I was in the fourth grade when I recall thinking of myself as fat. I remember crying in my mother’s arms one night, telling her I felt “chubby”. Throughout the next three years, my weight and appearance became more and more of a focus in my daily life and by grade seven, all I could think about was food. I was never overweight, but I could not understand why I did not carry the wispy look, like so many other girls in my class; I ran Cross Country every year, played basketball, and ate relatively healthy meals. The first time I skipped lunch was also the first day of Cross Country practice that year. Eventually I began skipping breakfast as well, and reducing my dinner portions. My mother was the first to notice the way my jeans had begun to drape on my hips and she told me I looked great! My neighbours and relatives said the same thing. I had never felt more beautiful. When Cross Country season ended and basketball season began, I found myself craving food more intensely. I created a routine. I would binge eat once a week and then go without food the remaining six days to compensate for the amount I had eaten. It was my ultimate goal to be less than 100 pounds, but I am now grateful that I did not reach my goal.

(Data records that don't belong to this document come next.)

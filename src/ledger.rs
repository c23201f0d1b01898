//! Per-product inventory ledger.
//!
//! Every mutation is a pure fold: it borrows the current entry and returns a
//! new one, so live traffic and offline replay run the exact same code.
//! Current stock is always rebuilt from the bookkeeping formula
//!
//! ```text
//! opening + purchases - wastage - sales * 60 + adjustments   (floored at 0)
//! ```
//!
//! except for sales, which move the open container directly (see
//! `dispenser`), and physical counts, which overwrite it.

use std::collections::{BTreeMap, BTreeSet};
use std::fmt;

use serde::{Deserialize, Serialize};

use crate::activity::ActivityLog;
use crate::error::{LedgerError, LedgerResult};
use crate::stock::{servings_to_ml, to_ml, to_snapshot, QuantitySnapshot};
use crate::units::{ContainerSize, UnitConfig, SERVING_ML};

/// Ledger identity: product name plus container size. Names compare
/// case-insensitively and ignore surrounding whitespace.
#[derive(Debug, Clone, PartialEq, Eq, Hash, Serialize, Deserialize)]
pub struct ProductKey {
    pub name: String,
    pub size: ContainerSize,
}

impl ProductKey {
    pub fn new(name: impl Into<String>, size: ContainerSize) -> Self {
        let name: String = name.into();
        Self {
            name: name.trim().to_string(),
            size,
        }
    }

    /// Map key used by the inventory slice, e.g. `old monk@750`.
    pub fn storage_key(&self) -> String {
        format!("{}@{}", self.name.to_lowercase(), self.size.capacity_ml())
    }

    /// Parse `Name@750` / `Name@750ml` as typed on the command line.
    pub fn parse(raw: &str) -> LedgerResult<Self> {
        let (name, size) = raw
            .rsplit_once('@')
            .ok_or_else(|| LedgerError::validation(format!("expected NAME@SIZE, got '{raw}'")))?;
        if name.trim().is_empty() {
            return Err(LedgerError::validation("product name is empty"));
        }
        let size = ContainerSize::parse_label(size)
            .ok_or_else(|| LedgerError::validation(format!("unrecognized container size: {size}")))?;
        Ok(Self::new(name, size))
    }
}

impl fmt::Display for ProductKey {
    fn fmt(&self, f: &mut fmt::Formatter<'_>) -> fmt::Result {
        write!(f, "{} ({})", self.name, self.size)
    }
}

#[derive(Debug, Clone, PartialEq, Serialize, Deserialize)]
#[serde(rename_all = "camelCase")]
pub struct LedgerEntry {
    pub key: ProductKey,
    pub config: UnitConfig,
    pub opening: QuantitySnapshot,
    pub purchases: QuantitySnapshot,
    /// Cumulative servings sold.
    pub sales_servings: u64,
    pub wastage_ml: u64,
    /// Net ml introduced by physical counts.
    pub adjustment_ml: i64,
    pub current: QuantitySnapshot,
    /// Ml left in the tapped container, always below capacity.
    pub open_remainder_ml: u64,
    #[serde(default, skip_serializing_if = "Option::is_none")]
    pub cost_per_case: Option<f64>,
    pub updated_at: i64,
}

/// Result of a wastage fold.
#[derive(Debug, Clone)]
pub struct WastageOutcome {
    pub entry: LedgerEntry,
    /// The wasted volume was exactly the open container's remainder.
    pub open_container_written_off: bool,
}

impl LedgerEntry {
    pub fn onboard(key: ProductKey, opening_ml: u64, cost_per_case: Option<f64>, at: i64) -> Self {
        let config = UnitConfig::for_size(key.size);
        let opening = to_snapshot(opening_ml, &config);
        Self {
            key,
            config,
            opening,
            purchases: QuantitySnapshot::empty(),
            sales_servings: 0,
            wastage_ml: 0,
            adjustment_ml: 0,
            current: opening,
            open_remainder_ml: opening_ml % config.capacity_ml(),
            cost_per_case,
            updated_at: at,
        }
    }

    pub fn with_opening_units(
        key: ProductKey,
        cases: u64,
        containers: u64,
        cost_per_case: Option<f64>,
        at: i64,
    ) -> LedgerResult<Self> {
        let config = UnitConfig::for_size(key.size);
        let opening_ml = to_ml(cases, containers, &config)?;
        Ok(Self::onboard(key, opening_ml, cost_per_case, at))
    }

    /// Bookkeeping total before flooring at zero.
    pub fn formula_ml_unclamped(&self) -> i128 {
        i128::from(self.opening.total_ml()) + i128::from(self.purchases.total_ml())
            - i128::from(self.wastage_ml)
            - i128::from(self.sales_servings) * i128::from(SERVING_ML)
            + i128::from(self.adjustment_ml)
    }

    pub fn formula_ml(&self) -> u64 {
        self.formula_ml_unclamped().clamp(0, i128::from(u64::MAX)) as u64
    }

    /// Rebuild `current` from the formula. The open remainder follows as
    /// `total mod capacity`, which is the untouched remainder whenever the
    /// ledger is not carrying a final-container clamp.
    fn recompute(&mut self) {
        let total = self.formula_ml();
        self.current = to_snapshot(total, &self.config);
        self.open_remainder_ml = total % self.config.capacity_ml();
    }

    pub fn record_purchase(&self, cases: u64, containers: u64, at: i64) -> LedgerResult<Self> {
        if cases == 0 && containers == 0 {
            return Err(LedgerError::validation(
                "purchase must add at least one container",
            ));
        }
        let purchased = to_ml(cases, containers, &self.config)?
            .checked_add(self.purchases.total_ml())
            .ok_or_else(|| LedgerError::validation(format!("purchases of {} out of range", self.key)))?;
        let mut next = self.clone();
        next.purchases = to_snapshot(purchased, &self.config);
        next.recompute();
        next.updated_at = at;
        Ok(next)
    }

    pub fn record_wastage(&self, ml: u64, at: i64) -> LedgerResult<WastageOutcome> {
        if ml == 0 {
            return Err(LedgerError::validation("wastage must be greater than 0 ml"));
        }
        if ml > self.current.total_ml() {
            return Err(LedgerError::validation(format!(
                "wastage of {ml} ml exceeds {} ml on hand for {}",
                self.current.total_ml(),
                self.key
            )));
        }
        let written_off = self.open_remainder_ml > 0 && ml == self.open_remainder_ml;
        let mut next = self.clone();
        next.wastage_ml = self
            .wastage_ml
            .checked_add(ml)
            .ok_or_else(|| LedgerError::validation(format!("wastage of {} out of range", self.key)))?;
        next.recompute();
        next.updated_at = at;
        Ok(WastageOutcome {
            entry: next,
            open_container_written_off: written_off,
        })
    }

    /// Overwrite current stock from a manual count. The difference to the
    /// bookkeeping formula is kept in `adjustment_ml` so later recomputation
    /// lands on the counted figure.
    pub fn adjust_to_physical_count(
        &self,
        physical_containers: u64,
        physical_servings: f64,
        reason: &str,
        at: i64,
    ) -> LedgerResult<Self> {
        if reason.trim().is_empty() {
            return Err(LedgerError::validation(
                "a reason is required for manual stock adjustments",
            ));
        }
        if !physical_servings.is_finite() || physical_servings < 0.0 {
            return Err(LedgerError::validation("physical servings must be >= 0"));
        }
        let physical_ml = physical_containers
            .checked_mul(self.config.capacity_ml())
            .and_then(|ml| ml.checked_add(servings_to_ml(physical_servings)))
            .ok_or_else(|| {
                LedgerError::validation(format!(
                    "physical count of {physical_containers} container(s) is out of range"
                ))
            })?;
        let delta = i128::from(physical_ml) - self.formula_ml_unclamped();
        let adjustment = i128::from(self.adjustment_ml) + delta;
        let adjustment_ml = i64::try_from(adjustment)
            .map_err(|_| LedgerError::validation("adjustment out of range"))?;

        let mut next = self.clone();
        next.adjustment_ml = adjustment_ml;
        next.current = to_snapshot(physical_ml, &self.config);
        next.open_remainder_ml = physical_ml % self.config.capacity_ml();
        next.updated_at = at;
        Ok(next)
    }

    pub fn stock_value(&self) -> Option<f64> {
        self.cost_per_case
            .map(|cost| cost * self.current.total_ml() as f64 / self.config.ml_per_case() as f64)
    }
}

/// The inventory slice: everything a client broadcasts as "inventory".
#[derive(Debug, Clone, Default, PartialEq, Serialize, Deserialize)]
#[serde(rename_all = "camelCase")]
pub struct InventorySlice {
    pub entries: BTreeMap<String, LedgerEntry>,
    pub activity: ActivityLog,
    /// Ids of queued offline mutations already applied; written in the same
    /// fold as the mutation itself.
    #[serde(default)]
    pub replayed_ids: BTreeSet<String>,
}

impl InventorySlice {
    pub fn get(&self, key: &ProductKey) -> Option<&LedgerEntry> {
        self.entries.get(&key.storage_key())
    }

    pub fn require(&self, key: &ProductKey) -> LedgerResult<&LedgerEntry> {
        self.get(key)
            .ok_or_else(|| LedgerError::UnknownProduct(key.clone()))
    }

    pub fn put(&mut self, entry: LedgerEntry) {
        self.entries.insert(entry.key.storage_key(), entry);
    }

    pub fn contains(&self, key: &ProductKey) -> bool {
        self.entries.contains_key(&key.storage_key())
    }
}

I felt sick all the time, developed constant headaches, and could never sleep well. I had frequent nightmares. I couldn’t understand why I felt so depleted when I had only lost 15 pounds. Eventually I had a breakdown and began eating all meals again, but even then, I was constantly nervous or on the verge of tears. I hated eating in front of people, and I gained back all the weight I had lost and more. I felt worse than ever, physically and mentally and I tired quickly. But in spite of all of this, my grades did not fall; I was determined to at least seem intelligent. My self worth plummeted and I allowed people to take advantage of me. This internal struggle shattered my late elementary years and has continued to shape my journey through my teens.

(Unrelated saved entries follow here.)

//! Local SQLite database for one client profile.
//!
//! Uses rusqlite with WAL mode. Provides schema migrations and the
//! `kv_store` table behind [`KvStore`].

use rusqlite::{params, Connection, OptionalExtension};
use std::fs;
use std::path::{Path, PathBuf};
use std::sync::Mutex;
use tracing::{error, info, warn};

use crate::error::{LedgerError, LedgerResult};
use crate::store::KvStore;

pub struct DbState {
    pub conn: Mutex<Connection>,
    pub db_path: PathBuf,
}

/// Current schema version. Bump when adding new migrations.
const CURRENT_SCHEMA_VERSION: i32 = 2;

/// Initialize the database at `{data_dir}/ledger.db`.
///
/// Creates the directory if needed, opens the connection, sets pragmas,
/// and runs any pending migrations. On corruption or open failure,
/// deletes the file and retries once.
pub fn init(data_dir: &Path) -> LedgerResult<DbState> {
    fs::create_dir_all(data_dir)
        .map_err(|e| LedgerError::Persistence(format!("create data dir: {e}")))?;

    let db_path = data_dir.join("ledger.db");
    info!("Opening database at {}", db_path.display());

    let conn = match open_and_configure(&db_path) {
        Ok(c) => c,
        Err(first_err) => {
            warn!(
                "Database open failed ({}), deleting and retrying once",
                first_err
            );
            if db_path.exists() {
                let _ = fs::remove_file(&db_path);
                let _ = fs::remove_file(db_path.with_extension("db-wal"));
                let _ = fs::remove_file(db_path.with_extension("db-shm"));
            }
            open_and_configure(&db_path)?
        }
    };

    run_migrations(&conn)?;

    info!("Database initialized (schema v{CURRENT_SCHEMA_VERSION})");

    Ok(DbState {
        conn: Mutex::new(conn),
        db_path,
    })
}

/// In-memory database with the full schema (tests, dry runs).
pub fn init_in_memory() -> LedgerResult<DbState> {
    let conn = Connection::open_in_memory()?;
    conn.execute_batch(
        "PRAGMA foreign_keys = ON;
         PRAGMA busy_timeout = 5000;",
    )?;
    run_migrations(&conn)?;
    Ok(DbState {
        conn: Mutex::new(conn),
        db_path: PathBuf::from(":memory:"),
    })
}

fn open_and_configure(path: &Path) -> LedgerResult<Connection> {
    let conn = Connection::open(path)?;
    conn.execute_batch(
        "PRAGMA journal_mode = WAL;
         PRAGMA foreign_keys = ON;
         PRAGMA busy_timeout = 5000;
         PRAGMA synchronous = NORMAL;",
    )?;
    Ok(conn)
}

fn run_migrations(conn: &Connection) -> LedgerResult<()> {
    conn.execute_batch(
        "CREATE TABLE IF NOT EXISTS schema_version (
            version INTEGER PRIMARY KEY,
            applied_at TEXT DEFAULT (datetime('now'))
        );",
    )?;

    let current: i32 = conn
        .query_row(
            "SELECT COALESCE(MAX(version), 0) FROM schema_version",
            [],
            |row| row.get(0),
        )
        .unwrap_or(0);

    if current >= CURRENT_SCHEMA_VERSION {
        info!("Database schema up to date (v{current})");
        return Ok(());
    }

    info!("Migrating database from v{current} to v{CURRENT_SCHEMA_VERSION}");

    if current < 1 {
        migrate_v1(conn)?;
    }
    if current < 2 {
        migrate_v2(conn)?;
    }

    Ok(())
}

/// Migration v1: key-value store for slices, settings and the offline queue.
fn migrate_v1(conn: &Connection) -> LedgerResult<()> {
    conn.execute_batch(
        "
        CREATE TABLE IF NOT EXISTS kv_store (
            key TEXT PRIMARY KEY,
            value TEXT NOT NULL,
            updated_at TEXT DEFAULT (datetime('now'))
        );

        INSERT INTO schema_version (version) VALUES (1);
        ",
    )
    .map_err(|e| {
        error!("Migration v1 failed: {e}");
        LedgerError::Storage(e)
    })?;

    info!("Applied migration v1 (kv_store)");
    Ok(())
}

/// Migration v2: flush journal so diagnostics can show when state last
/// reached disk and which writes failed.
fn migrate_v2(conn: &Connection) -> LedgerResult<()> {
    conn.execute_batch(
        "
        CREATE TABLE IF NOT EXISTS flush_log (
            id INTEGER PRIMARY KEY AUTOINCREMENT,
            slices TEXT NOT NULL,
            ok INTEGER NOT NULL,
            error TEXT,
            flushed_at TEXT DEFAULT (datetime('now'))
        );

        CREATE INDEX IF NOT EXISTS idx_flush_log_flushed_at ON flush_log(flushed_at);

        INSERT INTO schema_version (version) VALUES (2);
        ",
    )
    .map_err(|e| {
        error!("Migration v2 failed: {e}");
        LedgerError::Storage(e)
    })?;

    info!("Applied migration v2 (flush_log)");
    Ok(())
}

impl DbState {
    fn lock(&self) -> LedgerResult<std::sync::MutexGuard<'_, Connection>> {
        self.conn
            .lock()
            .map_err(|e| LedgerError::Persistence(e.to_string()))
    }

    /// `(flushed_at, ok)` of the newest journal row.
    pub fn last_flush(&self) -> LedgerResult<Option<(String, bool)>> {
        let conn = self.lock()?;
        let row = conn
            .query_row(
                "SELECT flushed_at, ok FROM flush_log ORDER BY id DESC LIMIT 1",
                [],
                |row| Ok((row.get::<_, String>(0)?, row.get::<_, i32>(1)? != 0)),
            )
            .optional()?;
        Ok(row)
    }

    pub fn schema_version(&self) -> i32 {
        self.lock()
            .ok()
            .and_then(|conn| {
                conn.query_row("SELECT MAX(version) FROM schema_version", [], |row| {
                    row.get(0)
                })
                .ok()
            })
            .unwrap_or(0)
    }
}

impl KvStore for DbState {
    fn get(&self, key: &str) -> LedgerResult<Option<String>> {
        let conn = self.lock()?;
        let value = conn
            .query_row(
                "SELECT value FROM kv_store WHERE key = ?1",
                params![key],
                |row| row.get(0),
            )
            .optional()?;
        Ok(value)
    }

    fn set(&self, key: &str, value: &str) -> LedgerResult<()> {
        let conn = self.lock()?;
        conn.execute(
            "INSERT INTO kv_store (key, value, updated_at)
             VALUES (?1, ?2, datetime('now'))
             ON CONFLICT(key) DO UPDATE SET
                value = excluded.value,
                updated_at = excluded.updated_at",
            params![key, value],
        )?;
        Ok(())
    }

    fn remove(&self, key: &str) -> LedgerResult<()> {
        let conn = self.lock()?;
        conn.execute("DELETE FROM kv_store WHERE key = ?1", params![key])?;
        Ok(())
    }

    /// Append a row to the flush journal, keeping the newest 200.
    fn record_flush(&self, slices: &str, error: Option<&str>) -> LedgerResult<()> {
        let conn = self.lock()?;
        conn.execute(
            "INSERT INTO flush_log (slices, ok, error) VALUES (?1, ?2, ?3)",
            params![slices, error.is_none() as i32, error],
        )?;
        conn.execute(
            "DELETE FROM flush_log WHERE id NOT IN (
                SELECT id FROM flush_log ORDER BY id DESC LIMIT 200
            )",
            [],
        )?;
        Ok(())
    }
}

I am in a much better place now. I am at a healthy weight, I eat well and I am active, but I still have some body image problems. I attribute my current anxiety and tendency to “stress eat” to my original experience with anxiety being at a time when I denied myself food. I am still trying to detach my self worth from my weight as well as my academic performance, which I thought of as my only source of value after my obsession with food sapped every interesting trait I had to offer. This greatly influences my perception and involvement in relationships, both physical and romantic. I work hard to be healthy both physically and mentally. I have been working on my anxiety with a social worker for a year and have made unbelievable progress. I hope to continue this progress and to carry my experience with me when I become a mother, to help my children love themselves. I also want to raise awareness of the importance of mental health support in elementary schools, when many girls begin to struggle with body image. I am now working on deconstructing the misogyny I have internalized throughout my years of pitting myself against other girls, for no reason other than existing in a body thinner than mine. My “food issues” still hold me back, but they have also propelled me to learn about myself and empathize more fully with other girls. I am on a journey toward self-love, propelling every step I take with the lessons I have learned since my past struggles.